TASK DESCRIPTION: This exercise asks for the whole listing to be restated exactly.

EXERCISE MATERIALS:

┌────────

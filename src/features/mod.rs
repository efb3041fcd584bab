//! Descriptive voice features shown to the user after an upload.
//!
//! Nothing here feeds the synthesis path; the numbers only summarise the
//! preprocessed reference clip.

mod mfcc;
mod pitch;
mod spectral;
mod stft;

use std::path::Path;

use serde::{Deserialize, Serialize};

use crate::audio::{preprocess, AudioBuffer, AudioError, TARGET_SAMPLE_RATE};

pub use mfcc::{Mfcc, MfccConfig};
pub use pitch::{mean_fundamental_frequency, yin, YinConfig};
pub use spectral::{mean_spectral_centroid, mean_spectral_rolloff};
pub use stft::{fft_frequencies, hann_window, magnitude_spectrogram};

/// Summary of a reference recording.
#[derive(Debug, Clone, PartialEq, Serialize, Deserialize)]
pub struct VoiceFeatures {
    /// Mean YIN pitch estimate in Hz.
    pub fundamental_frequency: f64,
    /// Mean spectral centroid in Hz.
    pub spectral_centroid: f64,
    /// Mean 85% spectral rolloff in Hz.
    pub spectral_rolloff: f64,
    /// Per-coefficient mean of the MFCC matrix.
    pub mfcc_mean: Vec<f64>,
    /// Duration of the preprocessed clip in seconds.
    pub duration: f64,
    pub sample_rate: u32,
}

/// Analysis parameters for [`extract_from_buffer`].
#[derive(Debug, Clone)]
pub struct FeatureConfig {
    pub n_fft: usize,
    pub hop_length: usize,
    pub roll_percent: f64,
    pub n_mfcc: usize,
    pub n_mels: usize,
    pub yin: YinConfig,
}

impl Default for FeatureConfig {
    fn default() -> Self {
        Self {
            n_fft: 2048,
            hop_length: 512,
            roll_percent: 0.85,
            n_mfcc: 20,
            n_mels: 128,
            yin: YinConfig::default(),
        }
    }
}

/// Preprocess the file at `path` and summarise it.
pub fn extract_features(path: &Path) -> Result<VoiceFeatures, AudioError> {
    let audio = preprocess(path, TARGET_SAMPLE_RATE)?;
    Ok(extract_from_buffer(&audio, &FeatureConfig::default()))
}

/// Summarise an already preprocessed buffer.
pub fn extract_from_buffer(audio: &AudioBuffer, config: &FeatureConfig) -> VoiceFeatures {
    let magnitudes = magnitude_spectrogram(&audio.samples, config.n_fft, config.hop_length);
    let freqs = fft_frequencies(audio.sample_rate, config.n_fft);

    let mfcc = Mfcc::new(MfccConfig {
        sample_rate: audio.sample_rate,
        n_fft: config.n_fft,
        n_mels: config.n_mels,
        n_mfcc: config.n_mfcc,
        ..Default::default()
    });

    VoiceFeatures {
        fundamental_frequency: mean_fundamental_frequency(
            &audio.samples,
            audio.sample_rate,
            &config.yin,
        ),
        spectral_centroid: mean_spectral_centroid(&magnitudes, &freqs),
        spectral_rolloff: mean_spectral_rolloff(&magnitudes, &freqs, config.roll_percent),
        mfcc_mean: mfcc.mean(&magnitudes),
        duration: audio.duration(),
        sample_rate: audio.sample_rate,
    }
}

└────────

OUTPUT FOR THIS EXERCISE:
filename src/features/mod.rs
repository efb3041fcd584bab
//! Descriptive voice features shown to the user after an upload.
//!
//! Nothing here feeds the synthesis path; the numbers only summarise the
//! preprocessed reference clip.

mod mfcc;
mod pitch;
mod spectral;
mod stft;

use std::path::Path;

use serde::{Deserialize, Serialize};

use crate::audio::{preprocess, AudioBuffer, AudioError, TARGET_SAMPLE_RATE};

pub use mfcc::{Mfcc, MfccConfig};
pub use pitch::{mean_fundamental_frequency, yin, YinConfig};
pub use spectral::{mean_spectral_centroid, mean_spectral_rolloff};
pub use stft::{fft_frequencies, hann_window, magnitude_spectrogram};

/// Summary of a reference recording.
#[derive(Debug, Clone, PartialEq, Serialize, Deserialize)]
pub struct VoiceFeatures {
    /// Mean YIN pitch estimate in Hz.
    pub fundamental_frequency: f64,
    /// Mean spectral centroid in Hz.
    pub spectral_centroid: f64,
    /// Mean 85% spectral rolloff in Hz.
    pub spectral_rolloff: f64,
    /// Per-coefficient mean of the MFCC matrix.
    pub mfcc_mean: Vec<f64>,
    /// Duration of the preprocessed clip in seconds.
    pub duration: f64,
    pub sample_rate: u32,
}

/// Analysis parameters for [`extract_from_buffer`].
#[derive(Debug, Clone)]
pub struct FeatureConfig {
    pub n_fft: usize,
    pub hop_length: usize,
    pub roll_percent: f64,
    pub n_mfcc: usize,
    pub n_mels: usize,
    pub yin: YinConfig,
}

impl Default for FeatureConfig {
    fn default() -> Self {
        Self {
            n_fft: 2048,
            hop_length: 512,
            roll_percent: 0.85,
            n_mfcc: 20,
            n_mels: 128,
            yin: YinConfig::default(),
        }
    }
}

/// Preprocess the file at `path` and summarise it.
pub fn extract_features(path: &Path) -> Result<VoiceFeatures, AudioError> {
    let audio = preprocess(path, TARGET_SAMPLE_RATE)?;
    Ok(extract_from_buffer(&audio, &FeatureConfig::default()))
}

/// Summarise an already preprocessed buffer.
pub fn extract_from_buffer(audio: &AudioBuffer, config: &FeatureConfig) -> VoiceFeatures {
    let magnitudes = magnitude_spectrogram(&audio.samples, config.n_fft, config.hop_length);
    let freqs = fft_frequencies(audio.sample_rate, config.n_fft);

    let mfcc = Mfcc::new(MfccConfig {
        sample_rate: audio.sample_rate,
        n_fft: config.n_fft,
        n_mels: config.n_mels,
        n_mfcc: config.n_mfcc,
        ..Default::default()
    });

    VoiceFeatures {
        fundamental_frequency: mean_fundamental_frequency(
            &audio.samples,
            audio.sample_rate,
            &config.yin,
        ),
        spectral_centroid: mean_spectral_centroid(&magnitudes, &freqs),
        spectral_rolloff: mean_spectral_rolloff(&magnitudes, &freqs, config.roll_percent),
        mfcc_mean: mfcc.mean(&magnitudes),
        duration: audio.duration(),
        sample_rate: audio.sample_rate,
    }
}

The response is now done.